Abutting the sidewalk, the houses across the street are connected by party walls. Masonry plastered over brick and cypress, and painted in muted pastels, the buildings look tired and
time-worn.

Rounding the corner, I look at the row of Creole cottages lining Burgundy Street. The second one, painted yellow, is a typical one-story brick cottage with a roofed dormer. In red, the numbers
1233 are prominent on the left cypress post that supports the gingerbread overhang above the small front gallery.

I take the three brick steps up to the small gallery and spot another sign, this one hand painted in black letters next to the bright red door,
SORCERESS EROS
, the sign
reads,
LOVE SORCERESS
.

“Yeah.” I chuckle as I ring the doorbell. “Right.”

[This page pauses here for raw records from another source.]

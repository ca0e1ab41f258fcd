// Copyright (C) 2026 Fred Clausen
// Use of this source code is governed by an MIT-style
// license that can be found in the LICENSE file or at
// https://opensource.org/licenses/MIT.

//! Role gates on every protected operation.

use repatria_persistence::Persistence;

use super::helpers::{
    create_test_admin, create_test_housing, create_test_persistence, create_test_registrar,
    create_test_social, create_test_storage, register_test_repatriant, test_now,
};
use crate::{
    AddToQueueRequest, ApiError, AuthenticatedActor, AuthorizationService, ExportFormat,
    ExportKind, HousingDepartmentRequest, LogsParams, OtherRecordRequest,
    RegisterRepatriantRequest, add_to_queue, compute_capabilities, compute_user_capabilities,
    create_housing_department_record, create_other_record, export, housing_view, list_logs,
    list_users, register_repatriant, repatriant_history, social_view, storage_stats,
};

fn assert_unauthorized<T: std::fmt::Debug>(result: Result<T, ApiError>) {
    assert!(
        matches!(result, Err(ApiError::Unauthorized { .. })),
        "expected Unauthorized, got {result:?}"
    );
}

#[test]
fn test_social_staff_cannot_register_repatriants() {
    let mut persistence: Persistence = create_test_persistence();
    let storage = create_test_storage();
    let social: AuthenticatedActor = create_test_social(&mut persistence);

    let request: RegisterRepatriantRequest = RegisterRepatriantRequest {
        form: super::helpers::create_test_form("ИВАНОВ"),
        ..RegisterRepatriantRequest::default()
    };
    assert_unauthorized(register_repatriant(
        &mut persistence,
        &storage.storage,
        &request,
        &social,
        super::helpers::test_today(),
    ));
    assert_eq!(persistence.count_repatriants().unwrap(), 0);
}

#[test]
fn test_housing_staff_cannot_register_repatriants() {
    let mut persistence: Persistence = create_test_persistence();
    let housing: AuthenticatedActor = create_test_housing(&mut persistence);

    assert!(AuthorizationService::authorize_register_repatriant(&housing).is_err());
}

#[test]
fn test_registrar_cannot_use_social_or_housing_views() {
    let mut persistence: Persistence = create_test_persistence();
    let storage = create_test_storage();
    let registrar: AuthenticatedActor = create_test_registrar(&mut persistence);
    let id: i64 = register_test_repatriant(&mut persistence, &storage.storage, &registrar, "ИВАНОВ");

    assert_unauthorized(social_view(&mut persistence, id, &registrar));
    assert_unauthorized(housing_view(&mut persistence, id, &registrar));
}

#[test]
fn test_social_staff_cannot_touch_housing_department() {
    let mut persistence: Persistence = create_test_persistence();
    let storage = create_test_storage();
    let admin: AuthenticatedActor = create_test_admin(&mut persistence);
    let social: AuthenticatedActor = create_test_social(&mut persistence);
    let id: i64 = register_test_repatriant(&mut persistence, &storage.storage, &admin, "ИВАНОВ");

    assert_unauthorized(create_housing_department_record(
        &mut persistence,
        id,
        &HousingDepartmentRequest::default(),
        &social,
    ));
    assert_unauthorized(add_to_queue(
        &mut persistence,
        &AddToQueueRequest {
            repatriant_id: id,
            has_children: false,
            has_work: false,
            has_law_violations: false,
        },
        &social,
        test_now(),
    ));
}

#[test]
fn test_housing_staff_cannot_write_social_case_notes() {
    let mut persistence: Persistence = create_test_persistence();
    let storage = create_test_storage();
    let admin: AuthenticatedActor = create_test_admin(&mut persistence);
    let housing: AuthenticatedActor = create_test_housing(&mut persistence);
    let id: i64 = register_test_repatriant(&mut persistence, &storage.storage, &admin, "ИВАНОВ");

    assert_unauthorized(create_other_record(
        &mut persistence,
        id,
        &OtherRecordRequest {
            title: Some(String::from("Note")),
            record_date: Some(String::from("2026-02-01")),
            category: None,
            content: Some(String::from("Text")),
        },
        &housing,
    ));
}

#[test]
fn test_admin_only_operations_reject_other_roles() {
    let mut persistence: Persistence = create_test_persistence();
    let storage = create_test_storage();
    let registrar: AuthenticatedActor = create_test_registrar(&mut persistence);

    assert_unauthorized(list_users(&mut persistence, &registrar));
    assert_unauthorized(list_logs(&mut persistence, &LogsParams::default(), &registrar));
    assert_unauthorized(repatriant_history(&mut persistence, 1, &registrar));
    assert_unauthorized(storage_stats(&storage.storage, &registrar));
    assert_unauthorized(export(
        &mut persistence,
        ExportKind::Users,
        ExportFormat::Csv,
        &registrar,
        test_now(),
    ));
}

#[test]
fn test_admin_passes_every_gate() {
    let mut persistence: Persistence = create_test_persistence();
    let admin: AuthenticatedActor = create_test_admin(&mut persistence);

    assert!(AuthorizationService::authorize_register_repatriant(&admin).is_ok());
    assert!(AuthorizationService::authorize_social(&admin, "test").is_ok());
    assert!(AuthorizationService::authorize_housing(&admin, "test").is_ok());
    assert!(AuthorizationService::authorize_admin(&admin, "test").is_ok());
}

#[test]
fn test_capabilities_follow_role() {
    let mut persistence: Persistence = create_test_persistence();
    let admin: AuthenticatedActor = create_test_admin(&mut persistence);
    let housing: AuthenticatedActor = create_test_housing(&mut persistence);

    let admin_caps = compute_capabilities(&admin);
    assert!(admin_caps.can_manage_users.is_allowed());
    assert!(admin_caps.can_restore_records.is_allowed());

    let housing_caps = compute_capabilities(&housing);
    assert!(housing_caps.can_view_housing.is_allowed());
    assert!(housing_caps.can_manage_housing_queue.is_allowed());
    assert!(!housing_caps.can_view_social.is_allowed());
    assert!(!housing_caps.can_export.is_allowed());
}

#[test]
fn test_admin_cannot_toggle_or_delete_self() {
    let mut persistence: Persistence = create_test_persistence();
    let admin: AuthenticatedActor = create_test_admin(&mut persistence);
    let registrar: AuthenticatedActor = create_test_registrar(&mut persistence);

    let (toggle_self, delete_self) = compute_user_capabilities(&admin, admin.user_id);
    assert!(!toggle_self.is_allowed());
    assert!(!delete_self.is_allowed());

    let (toggle_other, delete_other) = compute_user_capabilities(&admin, registrar.user_id);
    assert!(toggle_other.is_allowed());
    assert!(delete_other.is_allowed());
}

I ring it a second time and the door opens.

She puts a hand up on the door frame and says, “Yes?” Her light green eyes stare at me so directly, it’s almost startling. Women don’t usually stare like that, unless
they’re a different sort. And she’s clearly not.

In her early twenties, she has a perfectly symmetrical face with a small, pointed chin and cupie-doll lips, painted a deep red. Her straight hair is long and dark brown, parted in the center.
She’s a looker, all right, even if she wasn’t wearing a tight, blood red dress and matching heels.

“Yes?” She repeats as I look back up at her big eyes.